As I stated before, the choice comes when a person recognizes those urges and decides what to do about them. However, it's been my experience that people who just blurt out "it's a choice" are usually saying that the person just chose to behave that way, without any deep-rooted emotional trauma having programmed them toward it. Granted, there are rare cases where it's simply the result of hedonistic experimentation, but for most it's simply not a conscious choice to feel a certain way, any more than I reached a point in life where I made a decision to be attracted to women. Dismissing it as a choice is usually just a sign of ignorance about the nature of homosexuality and/or laziness with regard to feeling any responsibility to be compassionate towards these damaged human beings. That lack of compassion tends to give them a martyr complex and further entrench them in the behavior rather than offer them any hope of a way out of it.
That's not a great point, that's an excellent point.

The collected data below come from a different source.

//! SQLite migration registry and executor.
//!
//! # Responsibility
//! - Register schema migrations in strictly increasing order.
//! - Apply pending migrations atomically.
//!
//! # Invariants
//! - `version` values must remain monotonic.
//! - Applied migration version is mirrored to `PRAGMA user_version`.

use crate::db::{DbError, DbResult};
use log::info;
use rusqlite::Connection;

#[derive(Debug, Clone, Copy)]
struct Migration {
    version: u32,
    sql: &'static str,
}

const MIGRATIONS: &[Migration] = &[
    Migration {
        version: 1,
        sql: include_str!("0001_conferences_events.sql"),
    },
    Migration {
        version: 2,
        sql: include_str!("0002_users_skills.sql"),
    },
    Migration {
        version: 3,
        sql: include_str!("0003_subscriptions.sql"),
    },
];

/// Returns the latest migration version known by this binary.
pub fn latest_version() -> u32 {
    MIGRATIONS.last().map_or(0, |migration| migration.version)
}

/// Applies all pending migrations on the provided connection.
pub fn apply_migrations(conn: &mut Connection) -> DbResult<()> {
    let current_version = current_user_version(conn)?;
    let latest = latest_version();

    if current_version > latest {
        return Err(DbError::UnsupportedSchemaVersion {
            db_version: current_version,
            latest_supported: latest,
        });
    }

    if current_version == latest {
        return Ok(());
    }

    let tx = conn.transaction()?;
    for migration in MIGRATIONS {
        if migration.version <= current_version {
            continue;
        }

        tx.execute_batch(migration.sql)?;
        tx.execute_batch(&format!("PRAGMA user_version = {};", migration.version))?;
        info!(
            "event=db_migrate module=db status=ok version={}",
            migration.version
        );
    }
    tx.commit()?;

    Ok(())
}

pub(crate) fn current_user_version(conn: &Connection) -> DbResult<u32> {
    let version = conn.query_row("PRAGMA user_version;", [], |row| row.get::<_, u32>(0))?;
    Ok(version)
}
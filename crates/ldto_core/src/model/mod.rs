//! Domain model: attribute store, record contract and site entities.
//!
//! # Responsibility
//! - Define the typed column sets of every table.
//! - Normalize raw rows into stable, typed attribute stores.
//! - Layer read-only derived behavior onto records via extension traits.
//!
//! # Invariants
//! - Column names only exist as per-entity enums; raw strings are resolved
//!   once at the storage boundary.
//! - Records never mutate themselves; writes go through column-tagged
//!   payloads on a query.

/// Declares a column enum and its `Column` implementation.
macro_rules! record_columns {
    (
        $(#[$meta:meta])*
        $vis:vis enum $name:ident in $table:literal {
            $($(#[$variant_meta:meta])* $variant:ident => $column:literal),+ $(,)?
        }
    ) => {
        $(#[$meta])*
        #[derive(Debug, Clone, Copy, PartialEq, Eq, PartialOrd, Ord, Hash)]
        $vis enum $name {
            $($(#[$variant_meta])* $variant),+
        }

        impl $crate::model::attributes::Column for $name {
            const TABLE: &'static str = $table;
            const ALL: &'static [Self] = &[$(Self::$variant),+];

            fn name(self) -> &'static str {
                match self {
                    $(Self::$variant => $column),+
                }
            }
        }
    };
}

pub mod attributes;
pub mod conference;
pub mod event;
pub mod human_time;
pub mod location;
pub mod record;
pub mod skill;
pub mod user;
pub mod value;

I really think everybody could benefit from watching the I Do Exist video and hearing for themselves what ex-gays have said about their same-sex attraction... Their same-sex attraction was not a choice because they were confused. Once their confusion is lifted the same-sex attraction diminishes, some completely and some not completely. Sexuality is a very complicated issue so we should expect different levels of healing.

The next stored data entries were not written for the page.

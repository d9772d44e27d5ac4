//! Human-relative time phrases ("3 days ago", "in 2 hours").

use chrono::{DateTime, Utc};
use timeago::Formatter;

/// Describes `instant` relative to `now`.
pub fn diff(instant: DateTime<Utc>, now: DateTime<Utc>) -> String {
    let formatter = Formatter::new();
    if instant <= now {
        let elapsed = (now - instant).to_std().unwrap_or_default();
        return formatter.convert(elapsed);
    }

    let remaining = (instant - now).to_std().unwrap_or_default();
    let phrase = formatter.convert(remaining);
    match phrase.strip_suffix(" ago") {
        Some(span) => format!("in {span}"),
        None => phrase,
    }
}

#[cfg(test)]
mod tests {
    use super::diff;
    use chrono::{Duration, TimeZone, Utc};

    #[test]
    fn past_instants_read_as_ago() {
        let now = Utc.with_ymd_and_hms(2016, 10, 25, 12, 0, 0).unwrap();
        assert_eq!(diff(now - Duration::days(3), now), "3 days ago");
    }

    #[test]
    fn future_instants_read_as_in() {
        let now = Utc.with_ymd_and_hms(2016, 10, 22, 7, 0, 0).unwrap();
        assert_eq!(diff(now + Duration::hours(2), now), "in 2 hours");
    }
}
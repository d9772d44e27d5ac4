mod common;

use common::{
    link_speaker, seed_conference, seed_event, seed_location, seed_skill, seed_user,
    user_skill_rows, utc,
};
use ldto_core::repo::event_user_repo::{event_user_ids, remove_event_user};
use ldto_core::repo::skill_repo::{replace_user_skill, user_skill_scores};
use ldto_core::repo::subscription_repo::list_subscriptions;
use ldto_core::{
    open_db_in_memory, Conference, ConferenceTrait, Event, EventTrait, Record, SkillTrait, User,
    UserTrait,
};

#[test]
fn conference_lists_its_events_by_start() {
    let conn = open_db_in_memory().unwrap();
    let conference_id = seed_conference(&conn, "2016", None);
    let other_id = seed_conference(&conn, "2017", None);
    seed_event(
        &conn,
        conference_id,
        "closing",
        utc(2016, 10, 22, 17, 0),
        utc(2016, 10, 22, 18, 0),
    );
    seed_event(
        &conn,
        conference_id,
        "opening",
        utc(2016, 10, 22, 9, 0),
        utc(2016, 10, 22, 9, 30),
    );
    seed_event(
        &conn,
        other_id,
        "elsewhere",
        utc(2017, 10, 28, 9, 0),
        utc(2017, 10, 28, 9, 30),
    );

    let conference = Conference::factory_from_uid(&conn, "2016")
        .query_row()
        .unwrap()
        .unwrap();
    let events = conference
        .factory_event_by_conference(&conn)
        .unwrap()
        .query_rows()
        .unwrap();
    let uids = events
        .iter()
        .map(|event| event.event_uid().unwrap())
        .collect::<Vec<_>>();
    assert_eq!(uids, ["opening", "closing"]);

    let parent = events[0].event_conference(&conn).unwrap().unwrap();
    assert_eq!(parent.conference_uid().unwrap(), "2016");
}

#[test]
fn conference_location_exposes_geo_when_complete() {
    let conn = open_db_in_memory().unwrap();
    let with_geo = seed_location(&conn, "unito", Some((45.07, 7.68)));
    let without_geo = seed_location(&conn, "somewhere", None);
    seed_conference(&conn, "2016", Some(with_geo));
    seed_conference(&conn, "2017", Some(without_geo));
    seed_conference(&conn, "2018", None);

    let geo_of = |uid: &str| {
        let conference = Conference::factory_from_uid(&conn, uid)
            .query_row()
            .unwrap()
            .unwrap();
        conference
            .conference_location(&conn)
            .unwrap()
            .and_then(|location| location.geo())
    };

    assert_eq!(geo_of("2016"), Some((45.07, 7.68)));
    assert_eq!(geo_of("2017"), None);
    assert_eq!(geo_of("2018"), None);
}

#[test]
fn event_speakers_and_user_events_follow_the_join() {
    let conn = open_db_in_memory().unwrap();
    let conference_id = seed_conference(&conn, "2016", None);
    let talk = seed_event(
        &conn,
        conference_id,
        "kernel",
        utc(2016, 10, 22, 10, 0),
        utc(2016, 10, 22, 11, 0),
    );
    let workshop = seed_event(
        &conn,
        conference_id,
        "git",
        utc(2016, 10, 22, 14, 0),
        utc(2016, 10, 22, 16, 0),
    );
    let ada = seed_user(&conn, "ada", "Ada", "Lovelace");
    let linus = seed_user(&conn, "linus", "Linus", "Torvalds");
    seed_user(&conn, "idle", "Idle", "User");

    link_speaker(&conn, talk, linus, 1);
    link_speaker(&conn, talk, ada, 0);
    link_speaker(&conn, workshop, ada, 0);

    let event = Event::factory_by_id(&conn, talk).query_row().unwrap().unwrap();
    let mut speakers = event
        .factory_user_by_event(&conn)
        .unwrap()
        .query_rows()
        .unwrap()
        .iter()
        .map(|user| user.user_full_name().unwrap())
        .collect::<Vec<_>>();
    speakers.sort();
    assert_eq!(speakers, ["Ada Lovelace", "Linus Torvalds"]);
    assert_eq!(event_user_ids(&conn, talk).unwrap(), [ada, linus]);

    let user = User::factory_by_id(&conn, ada).query_row().unwrap().unwrap();
    assert_eq!(
        user.factory_event_by_user(&conn).unwrap().count().unwrap(),
        2
    );

    assert_eq!(remove_event_user(&conn, workshop, ada).unwrap(), 1);
    assert_eq!(
        user.factory_event_by_user(&conn).unwrap().count().unwrap(),
        1
    );
}

#[test]
fn repeated_skill_assignment_keeps_one_row_per_pair() {
    let mut conn = open_db_in_memory().unwrap();
    let ada = seed_user(&conn, "ada", "Ada", "Lovelace");
    let rust = seed_skill(&conn, "rust", Some("Rust programming"));
    let sql = seed_skill(&conn, "sql", None);

    replace_user_skill(&mut conn, ada, rust, 1).unwrap();
    replace_user_skill(&mut conn, ada, rust, 3).unwrap();
    replace_user_skill(&mut conn, ada, sql, -1).unwrap();

    assert_eq!(user_skill_rows(&conn, ada, rust), 1);
    let scores = user_skill_scores(&conn, ada).unwrap();
    assert_eq!(scores.get(&rust), Some(&3));
    assert_eq!(scores.get(&sql), Some(&-1));

    let user = User::factory_by_id(&conn, ada).query_row().unwrap().unwrap();
    let mut phrases = user
        .factory_user_skills(&conn)
        .unwrap()
        .query_rows()
        .unwrap()
        .iter()
        .map(|skill| skill.skill_phrase().unwrap().to_string())
        .collect::<Vec<_>>();
    phrases.sort();
    assert_eq!(phrases, ["Rust programming", "sql"]);
}

#[test]
fn add_subscription_reports_existing_subscriptions() {
    let conn = open_db_in_memory().unwrap();
    let conference_id = seed_conference(&conn, "2016", None);
    let id = seed_event(
        &conn,
        conference_id,
        "git",
        utc(2016, 10, 22, 14, 0),
        utc(2016, 10, 22, 16, 0),
    );
    let event = Event::factory_by_id(&conn, id).query_row().unwrap().unwrap();

    assert!(!event.add_subscription(&conn, "ada@example.org").unwrap());
    assert!(event.add_subscription(&conn, " ADA@example.org ").unwrap());
    assert!(!event.add_subscription(&conn, "linus@example.org").unwrap());

    assert_eq!(
        list_subscriptions(&conn, id).unwrap(),
        ["ada@example.org", "linus@example.org"]
    );
}

#[test]
fn event_passed_is_strict_against_stored_end() {
    let conn = open_db_in_memory().unwrap();
    let conference_id = seed_conference(&conn, "2016", None);
    let end = utc(2016, 10, 22, 11, 0);
    let id = seed_event(&conn, conference_id, "kernel", utc(2016, 10, 22, 10, 0), end);
    let event = Event::factory_by_id(&conn, id).query_row().unwrap().unwrap();

    assert!(!event.is_event_passed_at(end).unwrap());
    assert!(event
        .is_event_passed_at(end + chrono::Duration::seconds(1))
        .unwrap());
    assert!(event.is_event_passed().unwrap());
}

Of course acting on same-sex attraction is always a choice so perhaps folks can better make their point by clarifying what they mean when using the word choice in this regard.
So for the 4th time I guess normal heterosexuals only like the opposite sex because of society? BS*infinity!
We ARE prewired to do certain things. Some of us are prewired to be smart, dumb, tall, short, blue eyed, brown eyed, etc. What is it about gays and genes that makes certain conservatives take the all or nothing approach? GAYS and the anti-American left are the ones who say it is 100% genetic and they are just as wrong as conservative who say it is 100% society. The reason for the fags demanding the genetic cause is so they do not have to take responsibility for their actions. The reason some conservative refuse to believe that some fags are born that way is because it might give the fags an excuse. It does not.
Behavior is behavior regardless of the cause. Why the heck do normal logically thinking people have a problem with placing the blame where it belongs and that is the individual who feels it is OK to act on any perverted desire that comes to mind?
Sigh. That's not what I said. It's a complicated issue and many just can't grasp the issues.
GAYS and the anti-American left are the ones who say it is 100% genetic
Not entirely true. Those who have bought the gay gene lie also repeat the lie, some of whom are on this forum.
and they are just as wrong as conservative who say it is 100% society.
Society is the wrong term to use where environment is a much better term. I encourage you to read How Might Homosexuality Develop? Putting the Pieces Together. See my profile for more information.
The reason some conservative refuse to believe that some fags are born that way is because it might give the fags an excuse. It does not.
There is no evidence homosexuals are born that way. Of course I'm more than interested in anything you have to the contrary.